Book Review: Danger in the Dark

Book Review: Danger in the Dark by L. Ron Hubbard

Yes, it’s another of those L. Ron Hubbard reprints; thanks, discount bin!

This time, we have three fantasy stories, none of which have anything to do with the cover.  (It’s actually illustrating “Returned from Hell” by Steve Fisher.)

Danger in the Dark

“Danger in the Dark” is set in the Mariana Islands east of the Philippines.  Billy Newman was suckered into buying an island with a copra plantation.  Unfortunately, a series of disasters, including a smallpox plague, have come to Kaisan Isle, something the natives ascribe to the evil spirit Tadamona.  Billy naturally spurns this explanation as the foolish superstition it would normally be.  But this time, Tadamona is real, and it has a bone to pick with the arrogant white man….

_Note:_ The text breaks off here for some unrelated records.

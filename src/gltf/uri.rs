//! Resolution of glTF `uri` strings.
//!
//! A uri is resolved on its own against the document's base path; nothing
//! from one resolution carries over into the next.

use std::path::{Path, PathBuf};

use base64::Engine;

use super::GltfError;

const QRC_PREFIX: &str = "qrc:/";

#[derive(Debug, Clone, PartialEq)]
pub enum ResolvedUri {
	/// A path on the local file system.
	File(PathBuf),
	/// A path inside the application's compiled-in resources, as `qrc:/...`.
	Resource(String),
	/// Bytes carried inline by a `data:` uri.
	Data {
		mime_type: Option<String>,
		data: Vec<u8>,
	},
}

fn is_resource(path: &str) -> bool {
	path.starts_with("qrc:") || path.starts_with(":/")
}

fn normalize_resource(path: &str) -> String {
	let rest = path.strip_prefix("qrc:").or_else(|| path.strip_prefix(':')).unwrap_or(path);
	let mut s = String::from(QRC_PREFIX);
	s.push_str(rest.trim_start_matches('/'));
	s
}

/// Whether `uri` starts with a scheme such as `http:`. Single letters are
/// drive letters, not schemes.
fn has_scheme(uri: &str) -> bool {
	match uri.find(':') {
		Some(end) if end > 1 => uri[..end].chars().all(|c| c.is_ascii_alphanumeric() || matches!(c, '+' | '-' | '.')),
		_ => false,
	}
}

fn decode_data_uri(uri: &str) -> Result<ResolvedUri, GltfError> {
	let rest = &uri["data:".len()..];
	let (header, payload) = rest.split_once(',').ok_or_else(|| GltfError::InvalidURI(uri.chars().take(64).collect()))?;
	let (mime_type, is_base64) = match header.strip_suffix(";base64") {
		Some(mime) => (mime, true),
		None => (header, false),
	};
	let data = if is_base64 {
		base64::engine::general_purpose::STANDARD.decode(payload)?
	} else {
		percent_encoding::percent_decode_str(payload).collect::<Vec<u8>>()
	};
	Ok(ResolvedUri::Data {
		mime_type: (!mime_type.is_empty()).then(|| mime_type.to_string()),
		data,
	})
}

fn join_base(base_path: &Path, relative: &str) -> ResolvedUri {
	let base = base_path.to_string_lossy();
	if is_resource(&base) {
		let mut s = normalize_resource(&base);
		if !s.ends_with('/') {
			s.push('/');
		}
		s.push_str(relative.trim_start_matches("./"));
		ResolvedUri::Resource(s)
	} else {
		ResolvedUri::File(base_path.join(relative))
	}
}

/// Resolves `uri` relative to `base_path`, which may itself be a resource
/// path such as `:/assets`.
pub fn resolve_uri(uri: &str, base_path: &Path) -> Result<ResolvedUri, GltfError> {
	if uri.starts_with("data:") {
		return decode_data_uri(uri);
	}
	let decoded = percent_encoding::percent_decode_str(uri)
		.decode_utf8()
		.map_err(|_| GltfError::InvalidURI(uri.to_string()))?;
	let decoded: &str = &decoded;
	if decoded.is_empty() {
		return Err(GltfError::InvalidURI(uri.to_string()));
	}

	if is_resource(decoded) {
		Ok(ResolvedUri::Resource(normalize_resource(decoded)))
	} else if let Some(rest) = decoded.strip_prefix("file:") {
		let path = rest.strip_prefix("//").unwrap_or(rest);
		if Path::new(path).is_absolute() {
			Ok(ResolvedUri::File(PathBuf::from(path)))
		} else {
			Ok(join_base(base_path, path))
		}
	} else if Path::new(decoded).is_absolute() || decoded.starts_with('/') {
		Ok(ResolvedUri::File(PathBuf::from(decoded)))
	} else if has_scheme(decoded) {
		Err(GltfError::InvalidURI(uri.to_string()))
	} else {
		Ok(join_base(base_path, decoded))
	}
}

While it’s a neat twist on the “superior white dude overcomes native superstition” plotline, it’s still pretty darn ethnocentric–only Billy and the half-white girl Christina are willing to do anything to thwart Tadamona, while the natives have decided to surrender completely to their unseen nemesis.  And the ending restores the “natural” superiority of white people.

“The Room” takes place somewhere in rural America.  Uncle Toby, the local veterinarian, has disappeared.  His nephew Joe has been tagging along on the rounds for years, despite his crippled leg, so starts filling in at doctoring animals.  Eventually, Joe becomes aware that the study he has inherited from Uncle Toby contains objects not of this Earth, and that might have something to do with his uncle’s disappearance.   Nothing is ever really explained, the story ends when Joe and his Aunt Cinthia disappear as well, gone no one knows where, and the house eventually burns down.  I had to look at the dates to see that it was not a poor attempt to imitate one of Ray Bradbury’s pastorals.   Mr. Hubbard’s style is not suited to this sort of story.

“He Didn’t Like Cats” is the tale of Jacob  Findley, an otherwise blameless fellow who doesn’t like felines.  One day a cat crosses his path, and a momentary impulse makes Jacob kick it–into traffic.  The incident quickly becomes an obsession, and it’s not clear whether the cat is taking supernatural vengeance, or if it’s just an overactive conscience, but Jacob will never sleep well again.   There’s some light comedy to stretch out the story as Jacob becomes the focus of a love triangle without ever grasping that fact.   Mr. Hubbard is a bit too heavy-handed with the humor.

There’s a preview of the next volume, “The Crossroads”, a glossary and the usual potted material.

This is easily the weakest example of Mr. Hubbard’s work I have seen in the Galaxy Press reprints; very skippable.